There’s never been a cold, rainy day when I haven’t yearned to cuddle up in my cozy comforter gazing out of the window while sipping a cup of chai generously laced with ginger and munching on crispy home-made onion fritters aka pakodas.

Although quite a rare occurrence these days, especially with a busy schedule and our untimely rain, I considered myself extremely lucky to be home on one such afternoon when it rained generously. Just as monsoon does to every romantic’s heart, it brought out the poetic, creative side of me—a side very willing to experiment.

I raided my refrigerator and came across a piece of beet lingering in a forgotten corner of my fridge drawer. As I stared at it for a brief moment, the only thing that popped into my head was “vegetable chops.”

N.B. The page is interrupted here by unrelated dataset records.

//! Inclusive time accounting over the collapsed graph.
//!
//! Two policies are supported:
//!
//! - [`TotalMethod::CallRatio`] recomputes inclusive time bottom-up, giving
//!   each caller a share of the callee's total proportional to the calls it
//!   made.
//! - [`TotalMethod::CallStack`] trusts the cumulative time reported by the
//!   profiler, which is what stack-sampling formats provide.

use crate::cycles::{digraph, strongly_connected_components};
use crate::error::{GraphError, Result};
use crate::graph::{Graph, NodeIndex, NodeKind};
use log::{debug, warn};
use petgraph::algo::toposort;
use serde::{Deserialize, Serialize};

/// Relative spread tolerated between cycle members' cumulative times.
const CYCLE_TOLERANCE: f64 = 1e-6;

/// Accounting policy for inclusive time.
#[derive(Debug, Clone, Copy, PartialEq, Eq, Default, Serialize, Deserialize)]
#[serde(rename_all = "kebab-case")]
pub enum TotalMethod {
    #[default]
    CallRatio,
    CallStack,
}

/// `part` as a percentage of `whole`, clamped for display.
pub fn percentage(part: f64, whole: f64) -> f64 {
    if whole <= 0.0 || !part.is_finite() {
        return 0.0;
    }
    (part / whole * 100.0).clamp(0.0, 100.0)
}

fn ratio(part: u64, whole: u64) -> f64 {
    if whole == 0 {
        0.0
    } else {
        (part as f64 / whole as f64).min(1.0)
    }
}

impl Graph {
    /// Nodes ordered so every node comes after all of its callees.
    ///
    /// Self-edges are ignored. On a graph that still has cycles the members
    /// of each cycle are kept together, after everything the cycle reaches.
    pub fn reverse_topological_order(&self) -> Vec<NodeIndex> {
        let graph = digraph(&self.adjacency());
        match toposort(&graph, None) {
            Ok(order) => order.into_iter().rev().map(|n| n.index()).collect(),
            Err(_) => strongly_connected_components(&self.adjacency())
                .into_iter()
                .flatten()
                .collect(),
        }
    }

    /// Annotate every node and edge with total time and percentage.
    ///
    /// Any cycles still present are collapsed first, so the graph the
    /// totals are computed on is always acyclic.
    pub fn propagate(&mut self, method: TotalMethod) -> Result<()> {
        if method == TotalMethod::CallStack
            && !self.functions.iter().any(|f| f.cumulative_time.is_some())
        {
            return Err(GraphError::MissingCumulativeTime);
        }

        self.collapse_cycles();
        self.total_time = self.overall_total();

        match method {
            TotalMethod::CallRatio => self.propagate_call_ratio(),
            TotalMethod::CallStack => self.propagate_call_stack(),
        }

        let total = self.total_time;
        for node in &mut self.nodes {
            node.total_pct = node.total_time.map(|t| percentage(t, total));
        }
        for edge in &mut self.edges {
            edge.total_pct = edge.total_time.map(|t| percentage(t, total));
        }

        debug!(
            "propagated totals over {} nodes ({:?}, overall {})",
            self.nodes.len(),
            method,
            total
        );
        Ok(())
    }

    fn propagate_call_ratio(&mut self) {
        let incoming: Vec<u64> = (0..self.nodes.len())
            .map(|n| self.external_calls_into(n))
            .collect();
        let mut totals = vec![0.0f64; self.nodes.len()];

        for node in self.reverse_topological_order() {
            let mut total = self.nodes[node].self_time;
            for edge in self.outgoing(node).filter(|e| !e.is_self_edge()) {
                total += totals[edge.callee] * ratio(edge.calls, incoming[edge.callee]);
            }
            totals[node] = total;
        }

        for edge in &mut self.edges {
            let share = if edge.caller == edge.callee {
                ratio(edge.calls, self.nodes[edge.caller].calls)
            } else {
                ratio(edge.calls, incoming[edge.callee])
            };
            edge.total_time = Some(totals[edge.callee] * share);
        }
        for (node, total) in self.nodes.iter_mut().zip(totals) {
            node.total_time = Some(total);
        }
    }

    fn propagate_call_stack(&mut self) {
        let mut totals = Vec::with_capacity(self.nodes.len());
        for node in &self.nodes {
            let total = match &node.kind {
                NodeKind::Function(f) => {
                    let function = &self.functions[*f];
                    function.cumulative_time.unwrap_or_else(|| {
                        warn!(
                            "no cumulative time for {}, using its self time",
                            function.id
                        );
                        function.self_time
                    })
                }
                NodeKind::Cycle(cycle) => {
                    let reported: Vec<f64> = cycle
                        .members
                        .iter()
                        .filter_map(|&f| self.functions[f].cumulative_time)
                        .collect();
                    let max = reported.iter().copied().fold(f64::NAN, f64::max);
                    let min = reported.iter().copied().fold(f64::NAN, f64::min);
                    if max.is_nan() {
                        warn!("no cumulative time for any member of a cycle, using its self time");
                        node.self_time
                    } else {
                        if max - min > CYCLE_TOLERANCE * max.abs().max(1.0) {
                            warn!(
                                "cycle members report diverging cumulative times ({} to {}), using {}",
                                min, max, max
                            );
                        }
                        max
                    }
                }
            };
            totals.push(total);
        }

        let incoming: Vec<u64> = (0..self.nodes.len())
            .map(|n| self.external_calls_into(n))
            .collect();
        let edge_totals: Vec<f64> = self
            .edges
            .iter()
            .map(|edge| {
                if let Some(time) = edge.time {
                    return time;
                }
                let callee_total = totals[edge.callee];
                let callee_calls = if edge.is_self_edge() {
                    self.nodes[edge.callee].calls
                } else {
                    incoming[edge.callee]
                };
                if callee_calls == 0 || callee_total == 0.0 {
                    0.0
                } else if edge.calls == callee_calls {
                    callee_total
                } else {
                    (callee_total * ratio(edge.calls, callee_calls)).min(totals[edge.caller])
                }
            })
            .collect();

        for (edge, total) in self.edges.iter_mut().zip(edge_totals) {
            edge.total_time = Some(total);
        }
        for (node, total) in self.nodes.iter_mut().zip(totals) {
            node.total_time = Some(total);
        }
    }
}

I must confess that I have always had a love-hate relationship with beets. The few times I’ve had the courage to experiment with this vegetable, it turned out to be a messy, bright magenta blob that tasted a bit too earthy for my taste. So yes! I am guilty of using this vegetable minimally. In the vegetable chop something really magical happens with beets and that which I detest ends up becoming the star ingredient of this favorite recipe.

Vegetable chop (as we Cuttackis call it) is actually a vegetable croquette, distinctly characterized by the presence of brightly colored beets in a medley of vegetables.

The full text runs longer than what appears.